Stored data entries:

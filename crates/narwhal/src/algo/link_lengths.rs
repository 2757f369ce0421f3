//! Ideal link lengths from neighbourhood overlap, and directed-edge ("flow") constraints.

use crate::graph::{Axis, Constraint, Link};
use rustc_hash::{FxHashMap, FxHashSet};

fn neighbours(links: &[Link]) -> FxHashMap<usize, FxHashSet<usize>> {
    let mut neighbours: FxHashMap<usize, FxHashSet<usize>> = FxHashMap::default();
    for l in links {
        neighbours.entry(l.source).or_default().insert(l.target);
        neighbours.entry(l.target).or_default().insert(l.source);
    }
    neighbours
}

fn compute_link_lengths(
    links: &mut [Link],
    w: f64,
    f: impl Fn(&FxHashSet<usize>, &FxHashSet<usize>) -> f64,
) {
    let neighbours = neighbours(links);
    let empty = FxHashSet::default();
    for l in links.iter_mut() {
        let a = neighbours.get(&l.source).unwrap_or(&empty);
        let b = neighbours.get(&l.target).unwrap_or(&empty);
        l.length = Some(1.0 + w * f(a, b));
    }
}

/// `1 + w * sqrt(|N(u) ∪ N(v)| - |N(u) ∩ N(v)|)`: links between nodes with different
/// neighbourhoods get longer.
pub fn symmetric_diff_link_lengths(links: &mut [Link], w: f64) {
    compute_link_lengths(links, w, |a, b| {
        let intersection = a.intersection(b).count();
        let union = a.union(b).count();
        ((union - intersection) as f64).sqrt()
    });
}

/// `1 + w * |N(u) ∩ N(v)| / |N(u) ∪ N(v)|`, with leaves contributing nothing.
pub fn jaccard_link_lengths(links: &mut [Link], w: f64) {
    compute_link_lengths(links, w, |a, b| {
        if (a.len().min(b.len()) as f64) < 1.1 {
            return 0.0;
        }
        a.intersection(b).count() as f64 / a.union(b).count() as f64
    });
}

/// Tarjan's algorithm, iterative. Components come out in reverse topological order.
pub fn strongly_connected_components(n: usize, links: &[Link]) -> Vec<Vec<usize>> {
    let mut adjacency: Vec<Vec<usize>> = vec![Vec::new(); n];
    for l in links {
        if l.source < n && l.target < n {
            adjacency[l.source].push(l.target);
        }
    }

    let mut next_index = 0;
    let mut index: Vec<Option<usize>> = vec![None; n];
    let mut lowlink = vec![0; n];
    let mut on_stack = vec![false; n];
    let mut stack = Vec::new();
    let mut components = Vec::new();

    for s in 0..n {
        if index[s].is_some() {
            continue;
        }
        let mut calls: Vec<(usize, usize)> = vec![(s, 0)];
        index[s] = Some(next_index);
        lowlink[s] = next_index;
        next_index += 1;
        stack.push(s);
        on_stack[s] = true;

        while let Some(&(v, pos)) = calls.last() {
            if let Some(&w) = adjacency[v].get(pos) {
                if let Some(top) = calls.last_mut() {
                    top.1 += 1;
                }
                match index[w] {
                    None => {
                        index[w] = Some(next_index);
                        lowlink[w] = next_index;
                        next_index += 1;
                        stack.push(w);
                        on_stack[w] = true;
                        calls.push((w, 0));
                    }
                    Some(iw) if on_stack[w] => lowlink[v] = lowlink[v].min(iw),
                    Some(_) => {}
                }
                continue;
            }
            calls.pop();
            if let Some(&(u, _)) = calls.last() {
                lowlink[u] = lowlink[u].min(lowlink[v]);
            }
            if Some(lowlink[v]) == index[v] {
                let mut component = Vec::new();
                while let Some(w) = stack.pop() {
                    on_stack[w] = false;
                    component.push(w);
                    if w == v {
                        break;
                    }
                }
                components.push(component);
            }
        }
    }
    components
}

/// `source + min_separation(link) <= target` along `axis` for every link that is not part of a
/// cycle.
pub fn generate_directed_edge_constraints(
    n: usize,
    links: &[Link],
    axis: Axis,
    min_separation: &dyn Fn(&Link) -> f64,
) -> Vec<Constraint> {
    let mut component_of = vec![usize::MAX; n];
    for (i, c) in strongly_connected_components(n, links).iter().enumerate() {
        for &v in c {
            component_of[v] = i;
        }
    }
    links
        .iter()
        .filter(|l| l.source < n && l.target < n)
        .filter(|l| component_of[l.source] != component_of[l.target])
        .map(|l| Constraint::separation(axis, l.source, l.target, min_separation(l)))
        .collect()
}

Work instruction: From the data above, give the number of lines that hold "FxHashSet", without anything else.

Task response: 5